Jengkol Dalam Persahabatan



Jengkol Tahilala ala Bajar



Beberapa hari ini saya cukup geli melihat, membaca dan mendengar pembicaraan mengenai harga jengkol yang melambung. Bahkan banyak yang menjadikannya guyonan di lini masa. 

Ya, jengkol! Semua orang Indonesia pasti tahu jengkol itu “makhluk” apa. Jengkol adalah buah dari sebuah pohon yang bisa dimakan, baik dalam kondisi mentah maupun matang dengan diolah menjadi berbagai resep masakan sesuai selera. Tapi banyak juga yang tidak suka karena salah satu ciri khas jengkol yang sangat dikenal adalah baunya yang cukup menyengat.
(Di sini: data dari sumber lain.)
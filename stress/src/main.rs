use std::{
    sync::{
        Arc,
        atomic::{AtomicU64, Ordering},
    },
    time::{Duration, Instant},
};

use clap::{Parser, ValueEnum};
use hdrhistogram::Histogram;

use firstseen::{
    ExactSetOptions, ExpectedCardinality, FalsePositiveTarget, MembershipOracle,
    MembershipOracleOptions, OracleStrategy, ProbabilisticSetOptions, SeenId, ShardCount,
};

mod baseline;
use baseline::Baseline;

#[derive(Clone, Copy, Debug, PartialEq, ValueEnum)]
enum Strategy {
    /// firstseen exact strategy.
    Exact,
    /// firstseen probabilistic strategy.
    Probabilistic,
    /// Global `Mutex<HashSet>`.
    Mutex,
    /// Plain `DashSet`.
    DashSet,
}

#[derive(Clone, Copy, Debug, PartialEq, ValueEnum)]
enum IdDist {
    /// Every id is issued once; duplicates reported are false positives.
    Distinct,
    /// Ids drawn uniformly from `0..ids`.
    Uniform,
    /// A single id hammered by every thread.
    Hot,
}

#[derive(Parser, Debug, Clone)]
#[command(
    name = "firstseen-stress",
    about = "Load test / benchmark harness for firstseen"
)]
struct Args {
    #[arg(long, value_enum, default_value_t = Strategy::Probabilistic)]
    strategy: Strategy,

    #[arg(long, value_enum, default_value_t = IdDist::Distinct)]
    id_dist: IdDist,

    #[arg(long, default_value_t = 8)]
    threads: usize,

    #[arg(long, default_value_t = 10)]
    duration_s: u64,

    /// Id space; also the expected cardinality of the probabilistic filter.
    #[arg(long, default_value_t = 10_000_000)]
    ids: u64,

    #[arg(long, default_value_t = 0.001)]
    fp_target: f64,

    /// Shard count; defaults to the library default.
    #[arg(long)]
    shards: Option<usize>,

    #[arg(long, default_value_t = 100)]
    sample_every: u64,
}

enum Target {
    Oracle(MembershipOracle),
    Baseline(Baseline),
}

impl Target {
    fn mark(&self, id: u64) -> bool {
        match self {
            Target::Oracle(oracle) => oracle.mark(SeenId::from(id)),
            Target::Baseline(baseline) => baseline.mark(id),
        }
    }
}

#[derive(Default)]
struct Counts {
    first: AtomicU64,
    duplicate: AtomicU64,
}

fn shard_count(args: &Args) -> ShardCount {
    match args.shards {
        Some(shards) => ShardCount::try_from(shards).unwrap(),
        None => ShardCount::default(),
    }
}

fn build_target(args: &Args) -> Target {
    let strategy = match args.strategy {
        Strategy::Mutex => return Target::Baseline(Baseline::mutex()),
        Strategy::DashSet => return Target::Baseline(Baseline::dash_set()),
        Strategy::Exact => OracleStrategy::Exact(ExactSetOptions {
            shard_count: shard_count(args),
            initial_capacity: 0,
        }),
        Strategy::Probabilistic => OracleStrategy::Probabilistic(ProbabilisticSetOptions {
            expected_cardinality: ExpectedCardinality::try_from(args.ids).unwrap(),
            false_positive_target: FalsePositiveTarget::try_from(args.fp_target).unwrap(),
            shard_count: shard_count(args),
        }),
    };

    Target::Oracle(MembershipOracle::new(MembershipOracleOptions { strategy }).unwrap())
}

fn should_sample(iter: u64, sample_every: u64) -> bool {
    if sample_every <= 1 {
        return true;
    }

    iter.is_multiple_of(sample_every)
}

fn print_results(
    args: &Args,
    target: &Target,
    elapsed: Duration,
    ops: u64,
    hist: &Histogram<u64>,
    counts: &Counts,
) {
    let ops_s = ops as f64 / elapsed.as_secs_f64();
    let first = counts.first.load(Ordering::Relaxed);
    let duplicate = counts.duplicate.load(Ordering::Relaxed);

    println!("strategy={:?} id_dist={:?}", args.strategy, args.id_dist);
    println!(
        "threads={} duration_s={} ids={} fp_target={}",
        args.threads, args.duration_s, args.ids, args.fp_target
    );
    println!(
        "elapsed_s={:.3} ops={} ops_per_s={:.0}",
        elapsed.as_secs_f64(),
        ops,
        ops_s
    );
    println!("first={first} duplicate={duplicate}");

    if args.id_dist == IdDist::Distinct && ops > 0 {
        println!(
            "observed_fp_rate={:.6} (distinct ids: every duplicate is a false positive)",
            duplicate as f64 / ops as f64
        );
    }

    if let Target::Oracle(oracle) = target
        && let Some(filter) = oracle.bloom_filter()
    {
        let sizing = filter.sizing();
        println!(
            "bloom shards={} words_per_shard={} hash_count={} memory_bytes={} bits_per_id={:.2}",
            sizing.shards,
            sizing.words_per_shard,
            sizing.hash_count,
            sizing.memory_bytes(),
            sizing.bits_per_id()
        );
        println!(
            "bloom marked={} estimated_fp_rate={:.6} fill_ratio={:.4}",
            filter.marked_count(),
            filter.estimated_false_positive_rate(),
            filter.fill_ratio()
        );
    }

    if !hist.is_empty() {
        println!(
            "lat_ns p50={} p95={} p99={} p999={} max={}",
            hist.value_at_quantile(0.50),
            hist.value_at_quantile(0.95),
            hist.value_at_quantile(0.99),
            hist.value_at_quantile(0.999),
            hist.max()
        );
        println!("sample_every={} samples={}", args.sample_every, hist.len());
    } else {
        println!("no latency samples collected");
    }
}

fn run(args: &Args) {
    let target = Arc::new(build_target(args));

    let counts = Arc::new(Counts::default());
    let total_ops = Arc::new(AtomicU64::new(0));
    let next_distinct = Arc::new(AtomicU64::new(0));

    let started = Instant::now();
    let deadline = started + Duration::from_secs(args.duration_s);

    let mut handles = Vec::with_capacity(args.threads);
    for t in 0..args.threads {
        let target = Arc::clone(&target);
        let counts = Arc::clone(&counts);
        let total_ops = Arc::clone(&total_ops);
        let next_distinct = Arc::clone(&next_distinct);
        let args = args.clone();

        handles.push(std::thread::spawn(move || {
            let mut hist = Histogram::<u64>::new_with_bounds(1, 60_000_000_000, 3).unwrap();
            let mut i = 0_u64;
            let mut seed = (t as u64 + 1) * 0x9E37_79B9_7F4A_7C15;

            let mut rng_u64 = || {
                // xorshift64*
                seed ^= seed >> 12;
                seed ^= seed << 25;
                seed ^= seed >> 27;
                seed = seed.wrapping_mul(0x2545_F491_4F6C_DD1D);
                seed
            };

            while Instant::now() < deadline {
                let id = match args.id_dist {
                    IdDist::Distinct => {
                        let id = next_distinct.fetch_add(1, Ordering::Relaxed);
                        if id >= args.ids {
                            break;
                        }
                        id
                    }
                    IdDist::Uniform => rng_u64() % args.ids.max(1),
                    IdDist::Hot => 0,
                };

                i = i.wrapping_add(1);
                let t0 = should_sample(i, args.sample_every).then(Instant::now);

                let first = target.mark(id);

                if let Some(t0) = t0 {
                    let ns = t0.elapsed().as_nanos() as u64;
                    let _ = hist.record(ns.max(1));
                }

                total_ops.fetch_add(1, Ordering::Relaxed);
                if first {
                    counts.first.fetch_add(1, Ordering::Relaxed);
                } else {
                    counts.duplicate.fetch_add(1, Ordering::Relaxed);
                }
            }

            hist
        }));
    }

    let mut merged = Histogram::<u64>::new_with_bounds(1, 60_000_000_000, 3).unwrap();
    for h in handles {
        let hist = h.join().unwrap();
        merged.add(&hist).unwrap();
    }

    let elapsed = started.elapsed();
    let ops = total_ops.load(Ordering::Relaxed);
    print_results(args, &target, elapsed, ops, &merged, &counts);
}

fn main() {
    let args = Args::parse();
    run(&args);
}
Bahkan bisa mengakibatkan bau sampai ke “pembuangan” akhir.


Tapi hal itu tidak mempengaruhi rasa cinta sebagian besar masyarakat Indonesia pada jengkol, termasuk saya. Kesukaan saya pada jengkol bermula dari saat saya duduk di bangku SD di Kalimantan Selatan tepatnya di Pelaihari. Di daerah ini sangat banyak pohon jengkol di setiap pekarangan rumah penduduk setempat. Sehingga jengkol menjadi salah satu camilan favorit di daerah ini dan banyak di jual di berbagai tempat sebagai salah satu jajan pasarnya warga Banjar. Bahkan ada beberapa orang yang memiliki pohonnya di lingkungan rumah secara khusus mengolahnya dan menjualnya dengan cara dijajakan keliling.
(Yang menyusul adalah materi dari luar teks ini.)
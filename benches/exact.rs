use std::{hint::black_box, sync::Arc, thread};

use criterion::{BatchSize, Criterion, criterion_group, criterion_main};

use firstseen::{ExactSetOptions, MembershipOracle, MembershipOracleOptions, OracleStrategy};

fn oracle() -> MembershipOracle {
    MembershipOracle::new(MembershipOracleOptions {
        strategy: OracleStrategy::Exact(ExactSetOptions::default()),
    })
    .unwrap()
}

fn bench_duplicate_path(c: &mut Criterion) {
    let mut group = c.benchmark_group("exact/duplicate");
    group.sample_size(200);

    group.bench_function("check_and_mark/hot_id", |b| {
        let oracle = oracle();
        oracle.check_and_mark(1).unwrap();

        b.iter(|| black_box(oracle.check_and_mark(black_box(1))));
    });

    group.finish();
}

fn bench_first_seen_path(c: &mut Criterion) {
    let mut group = c.benchmark_group("exact/first_seen");
    group.sample_size(100);

    for prefill in [0_i64, 1_000_000] {
        group.bench_function(format!("check_and_mark/prefill={prefill}"), |b| {
            let oracle = oracle();
            for id in 0..prefill {
                oracle.check_and_mark(id).unwrap();
            }
            let mut next = prefill;

            b.iter_batched(
                || {
                    next += 1;
                    next
                },
                |id| black_box(oracle.check_and_mark(black_box(id))),
                BatchSize::SmallInput,
            );
        });
    }

    group.finish();
}

fn bench_contended(c: &mut Criterion) {
    let mut group = c.benchmark_group("exact/contended");
    group.sample_size(20);

    for threads in [2_usize, 8] {
        group.bench_function(format!("100k_ids/threads={threads}"), |b| {
            b.iter_batched(
                || Arc::new(oracle()),
                |oracle| {
                    thread::scope(|s| {
                        for t in 0..threads {
                            let oracle = &oracle;
                            s.spawn(move || {
                                for id in 0..100_000_i64 {
                                    // Every thread walks the same ids from a different offset.
                                    let id = (id + t as i64 * 12_500) % 100_000;
                                    black_box(oracle.check_and_mark(id).unwrap());
                                }
                            });
                        }
                    });
                },
                BatchSize::LargeInput,
            );
        });
    }

    group.finish();
}

criterion_group!(
    benches,
    bench_duplicate_path,
    bench_first_seen_path,
    bench_contended
);
criterion_main!(benches);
Oleh-oleh lain khas Kalimantan


Di Kalimantan sendiri jengkol diolah dengan cara direbus sampai empuk dan dimakan bersama saus santan kentan yang disebut tahilala dan ditaburi gula pasir dan atau merica bubuk. Tahilala itu sebutan untuk sausnya yaitu santan kental yang direbus di wajan sampai mengental dan mengekuarkan minyak, dan setelah minyaknya di sisihkan tersisa gumpalan-gumpalan putih yang sangat kental. Dan untuk mencapai hasil ini, dibutuhkan waktu berjam-jam, biasanya pedagang jengkol mengolah jengkol dan sausnya menggunakan tungku kayu bakar. Dan rasa jengkol yang kenyal di campur gurih, manis dan sedikit pedas mericanya tahilala telah memikat lidah saya sejak berusia anak-anak.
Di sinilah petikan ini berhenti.